Monday, December 13, 2010

Bloodwork & maybe Provera, exams and regrets.

I took off from work today to study for an exam I'm taking tomorrow for work. I also have off tomorrow, but luckily I don't have to count that as a vacation day as the company gives us the entire day off to take the test, which could take up to three hours. I am working on a designation and there are eight exams total. If I pass tomorrow I'll be halfway done. I'm not feeling very confident as I was a horrible procrastinator and although I allotted myself three months to study I really didn't study much until the past week. I'm feeling full of regret about that now.

While I was sitting on the couch trying to study this morning, I decided to call my RE/doctor's office. Since I started charting my cycles have been 36-42 days and this one is now on day 47 and I never even ovulated and I feel no cramps or any other signs my period is on its way. So I called there and told the receptionist and a nurse called me back within the hour and asked me to come in for bloodwork so they could make sure I wasn't pregnant (ha ha, what a waste of time, but I know they have to do that) and see where I am in my cycle. So I'm going to go over there in the morning, get the bloodwork, come home and review my books a bit more, and then head over to my test which is scheduled for 12:30. This is probably the worst idea I had all year. Am I really going to be able to concentrate on my exam when I'm going to be thinking about having to take Provera? They did not say for sure what they'd do for me but I am guessing that is what it will be. I've never had to take this before and I was really going to wait until 60 days but I'm so impulsive I just decided to do something about it today while I was off. I think part of my reason for calling today is that I hope I can induce AF and get it over with before Christmas, at least the beginning, yucky, crampy part. My nephew (age 8) and my niece (age 6) are coming to stay with us from Christmas night until the Monday or Tuesday after. (My sister and her family live about two hours away so I don't get too many opportunities to have my niece and nephew over. I am lucky I get to see them every 6 weeks or so but it's usually at her house and I have only had them overnight once before.) I want to be able to feel good while they're here so we can have a great time and have this all behind me. Although as I'm writing this I'm realizing I have no clue how long it takes to get AF once it's induced. I'll have to make sure I'm not actually scheduling AF to come on Christmas or while the kids are here!
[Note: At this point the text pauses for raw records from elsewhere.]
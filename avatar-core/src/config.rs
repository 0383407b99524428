//! Configuration file (avatar.toml) and the project directory layout.

use serde::Deserialize;
use std::path::{Path, PathBuf};
use std::time::Duration;
use thiserror::Error;

/// Looked up in the working directory when no explicit path is given.
pub const DEFAULT_CONFIG_FILE: &str = "avatar.toml";

pub const WAV2LIP_CHECKPOINT_URL: &str = "https://iiitaphyd-my.sharepoint.com/personal/radrabha_m_research_iiit_ac_in/_layouts/15/download.aspx?share=EdjI7bZlgApMqsVoEUUXpLsBxqXbn5z8VTmoxp55YNDcIA";

#[derive(Debug, Clone, Deserialize)]
#[serde(default)]
pub struct AvatarConfig {
    /// Project root; relative paths below resolve against it.
    pub root: PathBuf,
    /// Upper bound for any single external process. Unbounded when absent.
    pub timeout_secs: Option<u64>,
    pub fast: FastPipelineConfig,
    pub quality: QualityPipelineConfig,
    pub tts: TtsConfig,
    pub server: ServerConfig,
}

impl Default for AvatarConfig {
    fn default() -> Self {
        Self {
            root: PathBuf::from("."),
            timeout_secs: None,
            fast: FastPipelineConfig::default(),
            quality: QualityPipelineConfig::default(),
            tts: TtsConfig::default(),
            server: ServerConfig::default(),
        }
    }
}

/// Wav2Lip invocation.
#[derive(Debug, Clone, Deserialize)]
#[serde(default)]
pub struct FastPipelineConfig {
    pub interpreter: String,
    pub model_dir: PathBuf,
    /// Relative to `model_dir`.
    pub checkpoint: PathBuf,
    pub checkpoint_url: String,
    pub downloader: String,
    /// Top, bottom, left, right.
    pub pads: [i32; 4],
    pub resize_factor: u32,
    pub output_prefix: String,
}

impl Default for FastPipelineConfig {
    fn default() -> Self {
        Self {
            interpreter: "python".to_string(),
            model_dir: PathBuf::from("external/Wav2Lip"),
            checkpoint: PathBuf::from("checkpoints/wav2lip_gan.pth"),
            checkpoint_url: WAV2LIP_CHECKPOINT_URL.to_string(),
            downloader: "wget".to_string(),
            pads: [0, 10, 0, 0],
            resize_factor: 1,
            output_prefix: "wav2lip_".to_string(),
        }
    }
}

/// SadTalker invocation.
#[derive(Debug, Clone, Deserialize)]
#[serde(default)]
pub struct QualityPipelineConfig {
    pub interpreter: String,
    pub model_dir: PathBuf,
    pub enhancer: String,
    pub output_glob: String,
    /// Give every run its own result directory under the videos dir.
    pub isolate_runs: bool,
}

impl Default for QualityPipelineConfig {
    fn default() -> Self {
        Self {
            interpreter: "python".to_string(),
            model_dir: PathBuf::from("external/SadTalker"),
            enhancer: "gfpgan".to_string(),
            output_glob: "*.mp4".to_string(),
            isolate_runs: true,
        }
    }
}

#[derive(Debug, Clone, Deserialize)]
#[serde(default)]
pub struct TtsConfig {
    pub program: String,
    pub voice: String,
    /// Where synthesized audio is staged; system temp dir when absent.
    pub temp_dir: Option<PathBuf>,
}

impl Default for TtsConfig {
    fn default() -> Self {
        Self {
            program: "edge-tts".to_string(),
            voice: "en-US-AriaNeural".to_string(),
            temp_dir: None,
        }
    }
}

#[derive(Debug, Clone, Deserialize)]
#[serde(default)]
pub struct ServerConfig {
    pub host: String,
    pub port: u16,
}

impl Default for ServerConfig {
    fn default() -> Self {
        Self {
            host: "0.0.0.0".to_string(),
            port: 7860,
        }
    }
}

#[derive(Debug, Error)]
pub enum ConfigError {
    #[error("failed to read config file '{}': {source}", path.display())]
    Read {
        path: PathBuf,
        #[source]
        source: std::io::Error,
    },
    #[error("failed to parse config file '{}': {source}", path.display())]
    Parse {
        path: PathBuf,
        #[source]
        source: toml::de::Error,
    },
}

impl AvatarConfig {
    pub fn from_toml(s: &str) -> Result<Self, toml::de::Error> {
        toml::from_str(s)
    }

    /// Load from `path`, which must exist. Without a path, `avatar.toml` in the
    /// working directory is used if present, otherwise defaults.
    pub fn load(path: Option<&Path>) -> Result<Self, ConfigError> {
        let path = match path {
            Some(p) => p.to_path_buf(),
            None => {
                let p = PathBuf::from(DEFAULT_CONFIG_FILE);
                if !p.exists() {
                    return Ok(Self::default());
                }
                p
            }
        };
        let content = std::fs::read_to_string(&path).map_err(|source| ConfigError::Read {
            path: path.clone(),
            source,
        })?;
        Self::from_toml(&content).map_err(|source| ConfigError::Parse { path, source })
    }

    pub fn timeout(&self) -> Option<Duration> {
        self.timeout_secs.map(Duration::from_secs)
    }

    pub fn layout(&self) -> ProjectLayout {
        ProjectLayout::new(&self.root)
    }
}

/// Under `data/processed`.
const PROCESSED_SUBDIRS: [&str; 3] = ["frames", "masks", "colmap"];
/// Under `models`.
const MODEL_SUBDIRS: [&str; 3] = ["tts", "gfpgan", "wav2vec"];

/// Directories under the project root.
#[derive(Debug, Clone, PartialEq, Eq)]
pub struct ProjectLayout {
    pub root: PathBuf,
    pub data_dir: PathBuf,
    pub raw_data_dir: PathBuf,
    pub processed_data_dir: PathBuf,
    pub models_dir: PathBuf,
    pub external_dir: PathBuf,
    pub output_dir: PathBuf,
    pub videos_dir: PathBuf,
    pub avatars_dir: PathBuf,
    pub demos_dir: PathBuf,
}

impl ProjectLayout {
    /// A leading `.` is dropped, so paths are reported relative to the working
    /// directory as `outputs/videos/...`.
    pub fn new(root: impl Into<PathBuf>) -> Self {
        let root: PathBuf = root.into();
        let root = match root.strip_prefix(".") {
            Ok(rest) => rest.to_path_buf(),
            Err(_) => root,
        };
        let data_dir = root.join("data");
        let output_dir = root.join("outputs");
        Self {
            raw_data_dir: data_dir.join("raw"),
            processed_data_dir: data_dir.join("processed"),
            models_dir: root.join("models"),
            external_dir: root.join("external"),
            videos_dir: output_dir.join("videos"),
            avatars_dir: output_dir.join("avatars"),
            demos_dir: output_dir.join("demos"),
            data_dir,
            output_dir,
            root,
        }
    }

    /// Create every directory if absent. Idempotent; call once at startup.
    pub fn ensure_directories(&self) -> std::io::Result<()> {
        let mut dirs = vec![self.raw_data_dir.clone()];
        dirs.extend(PROCESSED_SUBDIRS.iter().map(|d| self.processed_data_dir.join(d)));
        dirs.extend(MODEL_SUBDIRS.iter().map(|d| self.models_dir.join(d)));
        dirs.extend([
            self.external_dir.clone(),
            self.videos_dir.clone(),
            self.avatars_dir.clone(),
            self.demos_dir.clone(),
        ]);
        for dir in &dirs {
            std::fs::create_dir_all(dir)?;
        }
        Ok(())
    }

    /// Join relative paths onto the root; absolute paths pass through.
    pub fn resolve(&self, path: &Path) -> PathBuf {
        if path.is_absolute() {
            path.to_path_buf()
        } else {
            self.root.join(path)
        }
    }
}

#[cfg(test)]
mod tests {
    use super::*;

    #[test]
    fn defaults_match_upstream_tools() {
        let c = AvatarConfig::default();
        assert_eq!(c.fast.pads, [0, 10, 0, 0]);
        assert_eq!(c.fast.resize_factor, 1);
        assert_eq!(c.quality.enhancer, "gfpgan");
        assert_eq!(c.tts.voice, "en-US-AriaNeural");
        assert_eq!(c.server.port, 7860);
        assert!(c.timeout().is_none());
    }

    #[test]
    fn from_toml_partial_keeps_defaults() {
        let c = AvatarConfig::from_toml(
            r#"
root = "/srv/avatar"
timeout_secs = 600

[fast]
interpreter = "python3"

[tts]
voice = "en-GB-SoniaNeural"
"#,
        )
        .unwrap();
        assert_eq!(c.root, PathBuf::from("/srv/avatar"));
        assert_eq!(c.timeout(), Some(Duration::from_secs(600)));
        assert_eq!(c.fast.interpreter, "python3");
        assert_eq!(c.fast.model_dir, PathBuf::from("external/Wav2Lip"));
        assert_eq!(c.tts.voice, "en-GB-SoniaNeural");
        assert_eq!(c.tts.program, "edge-tts");
        assert!(c.quality.isolate_runs);
    }

    #[test]
    fn from_toml_invalid_fails() {
        assert!(AvatarConfig::from_toml("root = [").is_err());
        assert!(AvatarConfig::from_toml("[fast]\npads = 3").is_err());
    }

    #[test]
    fn load_missing_explicit_path_fails() {
        let dir = tempfile::tempdir().unwrap();
        let err = AvatarConfig::load(Some(&dir.path().join("nope.toml"))).unwrap_err();
        assert!(matches!(err, ConfigError::Read { .. }));
    }

    #[test]
    fn load_reports_parse_errors_with_path() {
        let dir = tempfile::tempdir().unwrap();
        let path = dir.path().join("avatar.toml");
        std::fs::write(&path, "[server]\nport = \"high\"").unwrap();
        let err = AvatarConfig::load(Some(&path)).unwrap_err();
        assert!(matches!(err, ConfigError::Parse { .. }));
        assert!(err.to_string().contains("avatar.toml"));
    }

    #[test]
    fn layout_creates_directories() {
        let dir = tempfile::tempdir().unwrap();
        let layout = ProjectLayout::new(dir.path());
        layout.ensure_directories().unwrap();
        layout.ensure_directories().unwrap();
        assert!(dir.path().join("outputs/videos").is_dir());
        assert!(dir.path().join("data/raw").is_dir());
        assert!(dir.path().join("external").is_dir());
        for sub in ["data/processed/frames", "data/processed/masks", "data/processed/colmap"] {
            assert!(dir.path().join(sub).is_dir(), "{}", sub);
        }
        for sub in ["models/tts", "models/gfpgan", "models/wav2vec"] {
            assert!(dir.path().join(sub).is_dir(), "{}", sub);
        }
    }

    #[test]
    fn default_root_yields_plain_relative_paths() {
        let layout = AvatarConfig::default().layout();
        assert_eq!(layout.videos_dir, PathBuf::from("outputs/videos"));
        assert_eq!(
            crate::invoker::fast_output_path(&layout.videos_dir, "wav2lip_", Path::new("/in/face.mp4")),
            PathBuf::from("outputs/videos/wav2lip_face.mp4")
        );
        assert_eq!(layout.resolve(Path::new("external/Wav2Lip")), PathBuf::from("external/Wav2Lip"));
        assert_eq!(ProjectLayout::new("./proj").root, PathBuf::from("proj"));
        assert_eq!(ProjectLayout::new("/srv/avatar").root, PathBuf::from("/srv/avatar"));
    }

    #[test]
    fn resolve_joins_relative_only() {
        let layout = ProjectLayout::new("/proj");
        assert_eq!(layout.resolve(Path::new("external/Wav2Lip")), PathBuf::from("/proj/external/Wav2Lip"));
        assert_eq!(layout.resolve(Path::new("/opt/w2l")), PathBuf::from("/opt/w2l"));
    }
}
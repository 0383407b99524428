//! Recording runner for unit tests: no process is ever spawned.

use crate::command::{CommandError, CommandOutput, CommandRunner, ExternalCommandSpec};
use std::sync::Mutex;

type Handler = Box<dyn Fn(&ExternalCommandSpec) -> Result<CommandOutput, CommandError> + Send + Sync>;

pub(crate) struct RecordingRunner {
    calls: Mutex<Vec<ExternalCommandSpec>>,
    handler: Handler,
}

impl RecordingRunner {
    pub(crate) fn new<F>(handler: F) -> Self
    where
        F: Fn(&ExternalCommandSpec) -> Result<CommandOutput, CommandError> + Send + Sync + 'static,
    {
        Self {
            calls: Mutex::new(Vec::new()),
            handler: Box::new(handler),
        }
    }

    /// Every command exits 0 without side effects.
    pub(crate) fn succeeding() -> Self {
        Self::new(|_| Ok(exit(0, "")))
    }

    pub(crate) fn calls(&self) -> Vec<ExternalCommandSpec> {
        self.calls.lock().unwrap().clone()
    }
}

impl CommandRunner for RecordingRunner {
    fn run(&self, spec: &ExternalCommandSpec) -> Result<CommandOutput, CommandError> {
        self.calls.lock().unwrap().push(spec.clone());
        (self.handler)(spec)
    }
}

pub(crate) fn exit(code: i32, stderr: &str) -> CommandOutput {
    CommandOutput {
        code: Some(code),
        stdout: String::new(),
        stderr: stderr.to_string(),
    }
}

/// Write `contents` to the path following `flag`, mimicking a tool that honours it.
pub(crate) fn write_flag_target(spec: &ExternalCommandSpec, flag: &str, contents: &[u8]) {
    if let Some(p) = spec.flag_value(flag) {
        std::fs::write(p, contents).unwrap();
    }
}
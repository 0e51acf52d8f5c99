//! Error types for the notification pipeline.

use thiserror::Error;

/// Errors raised by the broker transport and the channel layer.
///
/// None of these are fatal to the host application: connection failures
/// feed the reconnect path, and subscription failures are retried on the
/// next successful connect.
#[derive(Debug, Clone, Error)]
pub enum ChannelError {
    /// The underlying connection failed or the broker refused us.
    #[error("transport error: {0}")]
    Transport(String),

    /// An operation that requires a live connection was attempted while
    /// disconnected.
    #[error("not connected to broker")]
    NotConnected,
}

/// Errors from the REST orders collaborator.
#[derive(Debug, Error)]
pub enum ApiError {
    /// The request never produced a response (network, timeout, DNS).
    #[error("request failed: {0}")]
    Request(String),

    /// The server answered with a non-2xx status.
    #[error("unexpected status {status}: {body}")]
    Status { status: u16, body: String },

    /// The response body could not be decoded.
    #[error("response decode failed: {0}")]
    Decode(String),
}

/// Errors surfaced by the kitchen board to its caller.
///
/// Every variant also leaves a user-visible notice on the board; the
/// projection is never left in a partially-mutated state.
#[derive(Debug, Clone, PartialEq, Eq, Error)]
pub enum BoardError {
    /// Dropping into the pending lane is rejected before any network call.
    #[error("orders cannot be moved back to the pending lane")]
    PendingLaneRejected,

    /// The dragged order is not in the current projection.
    #[error("unknown order '{0}'")]
    UnknownOrder(String),

    /// The dragged item is not part of the named order.
    #[error("unknown item {order_menu_id} in order '{order_code}'")]
    UnknownItem {
        order_code: String,
        order_menu_id: i64,
    },

    /// One or more status-update calls failed; the projection was rolled
    /// back to its pre-drag state.
    #[error("status update failed, changes were reverted: {0}")]
    UpdateFailed(String),
}
//! In-memory orders API for testing.
//!
//! # Security Note
//!
//! This adapter is for **testing only**. It uses `.expect()` on lock
//! operations which will panic if locks are poisoned; production code
//! uses the HTTP orders adapter.

use std::collections::HashSet;
use std::sync::RwLock;

use async_trait::async_trait;
use chrono::NaiveDate;

use crate::domain::{ApiError, DailyPage, MenuStatus, OrderDetail};
use crate::ports::OrdersApi;

/// In-memory orders backend seeded by tests.
///
/// Status updates mutate the seeded orders so a subsequent
/// `daily_orders` read reflects them, and every update call is
/// recorded so tests can assert exactly which REST calls were made.
pub struct MemoryOrdersApi {
    orders: RwLock<Vec<OrderDetail>>,
    fail_updates_for: RwLock<HashSet<i64>>,
    recorded_updates: RwLock<Vec<(String, i64, MenuStatus)>>,
}

impl MemoryOrdersApi {
    pub fn new() -> Self {
        Self {
            orders: RwLock::new(Vec::new()),
            fail_updates_for: RwLock::new(HashSet::new()),
            recorded_updates: RwLock::new(Vec::new()),
        }
    }

    /// Replace the seeded orders.
    pub fn seed(&self, orders: Vec<OrderDetail>) {
        *self
            .orders
            .write()
            .expect("MemoryOrdersApi: orders lock poisoned") = orders;
    }

    /// Script `update_item_status` to fail for one order menu id.
    pub fn fail_update_for(&self, order_menu_id: i64) {
        self.fail_updates_for
            .write()
            .expect("MemoryOrdersApi: fail lock poisoned")
            .insert(order_menu_id);
    }

    /// Every `update_item_status` call made so far, in order.
    pub fn recorded_updates(&self) -> Vec<(String, i64, MenuStatus)> {
        self.recorded_updates
            .read()
            .expect("MemoryOrdersApi: recorded lock poisoned")
            .clone()
    }

    /// Number of `update_item_status` calls made so far.
    pub fn update_count(&self) -> usize {
        self.recorded_updates
            .read()
            .expect("MemoryOrdersApi: recorded lock poisoned")
            .len()
    }
}

impl Default for MemoryOrdersApi {
    fn default() -> Self {
        Self::new()
    }
}

#[async_trait]
impl OrdersApi for MemoryOrdersApi {
    async fn daily_orders(
        &self,
        _date: NaiveDate,
        page: u32,
        size: u32,
    ) -> Result<DailyPage, ApiError> {
        let orders = self
            .orders
            .read()
            .expect("MemoryOrdersApi: orders lock poisoned");
        let start = (page as usize) * (size as usize);
        let end = (start + size as usize).min(orders.len());
        let slice = if start < orders.len() {
            orders[start..end].to_vec()
        } else {
            Vec::new()
        };
        Ok(DailyPage {
            last: end >= orders.len(),
            orders: slice,
        })
    }

    async fn update_item_status(
        &self,
        order_code: &str,
        order_menu_id: i64,
        status: MenuStatus,
    ) -> Result<(), ApiError> {
        self.recorded_updates
            .write()
            .expect("MemoryOrdersApi: recorded lock poisoned")
            .push((order_code.to_string(), order_menu_id, status));

        let scripted_failure = self
            .fail_updates_for
            .read()
            .expect("MemoryOrdersApi: fail lock poisoned")
            .contains(&order_menu_id);
        if scripted_failure {
            return Err(ApiError::Status {
                status: 500,
                body: format!("update rejected for menu {order_menu_id}"),
            });
        }

        let mut orders = self
            .orders
            .write()
            .expect("MemoryOrdersApi: orders lock poisoned");
        for order in orders.iter_mut() {
            if order.order_code == order_code {
                for item in order.items.iter_mut() {
                    if item.order_menu_id == order_menu_id {
                        item.status = status;
                        return Ok(());
                    }
                }
            }
        }
        Err(ApiError::Status {
            status: 404,
            body: format!("no menu {order_menu_id} on order {order_code}"),
        })
    }
}
//! Ports - trait interfaces between the pipeline and the outside world.

mod orders_api;
mod transport;

pub use orders_api::OrdersApi;
pub use transport::{BrokerTransport, SubscriptionHandle, TransportEvent};
//! Wire shapes of the orders REST API.
//!
//! camelCase JSON, mapped into domain types at the adapter boundary so
//! the rest of the crate never sees serde artifacts.

use serde::{Deserialize, Serialize};

use crate::domain::{
    parse_timestamp, DailyPage, MenuStatus, OrderDetail, OrderItemDetail, OrderStatus,
};

/// `GET /orders/daily` response page.
#[derive(Debug, Clone, Deserialize)]
#[serde(rename_all = "camelCase")]
pub struct DailyOrdersResponse {
    pub content: Vec<OrderDto>,
    /// True on the final page.
    #[serde(default)]
    pub last: bool,
}

#[derive(Debug, Clone, Deserialize)]
#[serde(rename_all = "camelCase")]
pub struct OrderDto {
    pub order_code: String,
    pub table_number: u32,
    /// Parsed defensively; an unparseable value becomes "now".
    pub order_time: String,
    pub order_status: OrderStatus,
    #[serde(default)]
    pub menus: Vec<OrderMenuDto>,
}

#[derive(Debug, Clone, Deserialize)]
#[serde(rename_all = "camelCase")]
pub struct OrderMenuDto {
    pub order_menu_id: i64,
    pub menu_name: String,
    pub quantity: u32,
    #[serde(default)]
    pub options: Vec<String>,
    pub menu_status: MenuStatus,
}

/// `PUT /orders/{orderCode}/status` request body.
#[derive(Debug, Clone, Serialize)]
#[serde(rename_all = "camelCase")]
pub struct StatusUpdateRequest {
    pub order_menu_id: i64,
    pub status: MenuStatus,
}

impl From<DailyOrdersResponse> for DailyPage {
    fn from(response: DailyOrdersResponse) -> Self {
        DailyPage {
            last: response.last,
            orders: response.content.into_iter().map(OrderDetail::from).collect(),
        }
    }
}

impl From<OrderDto> for OrderDetail {
    fn from(dto: OrderDto) -> Self {
        OrderDetail {
            order_code: dto.order_code,
            table_number: dto.table_number,
            order_time: parse_timestamp(&dto.order_time),
            order_status: dto.order_status,
            items: dto.menus.into_iter().map(OrderItemDetail::from).collect(),
        }
    }
}

impl From<OrderMenuDto> for OrderItemDetail {
    fn from(dto: OrderMenuDto) -> Self {
        OrderItemDetail {
            order_menu_id: dto.order_menu_id,
            menu_name: dto.menu_name,
            quantity: dto.quantity,
            options: dto.options,
            status: dto.menu_status,
        }
    }
}
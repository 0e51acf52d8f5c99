//! Kitchen board consumer of the notification channel.

pub mod board;

pub use board::{KitchenBoard, HIGHLIGHT_TTL};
Also each day I let this go is one more day I don't have a chance to start a new cycle. I really have almost completely given up on the thought of conception happening in my screwed up body without treatment. That's not necessarily a bad thing. It just means I've stopped obsessing (at least for the meantime) and I can wait til May and Clomid or Femara and possible IUI time to start obsessing again. And if I somehow get "knocked up" in the meanwhile, then that's great. It's funny now because my husband is getting more concerned as I get less obsessed. He talks about it a lot and today asked me if I could ask the doctor what my chances were on Clomid alone (he really doesn't want to do the IUI!) and then tonight I caught him online looking up Clomid. It was too funny. I mean, you have to understand that my husband does not have a job right now and is petrified of the responsibility of having to support a child and for the longest time I thought he was going along with this just for me. But now I think he's getting anxious and eager and excited too.

While I was sitting here on the couch today, my mind also started wandering back to this past May when I was originally going to start fertility treatment before I decided to give naturopathy and charting a chance first. I did feel sad thinking that perhaps I could be pregnant right now and looking forward to next year being the year we become parents, had I stayed with Plan A. But I reminded myself that everything happens for a reason and that there was a reason the thought came into my head to wait. That is not like me. I'm not a patient person. So I just have to trust that waiting was the right thing and came from somewhere outside myself. I know our second year of marriage was way better than the first and the third is now going better than the second (we're only two months in but still...). So maybe it was a chance to strengthen our bond. I also think how if I were pregnant in October we wouldn't have been able to enjoy Walt Disney World in October or how my husband maybe wasn't quite ready yet in May and he seems much more ready now. Whatever the reason I just have to trust that there was a reason and it will all work out.

All right, I must go back to hit the books again. I'm the world's worst procrastinator.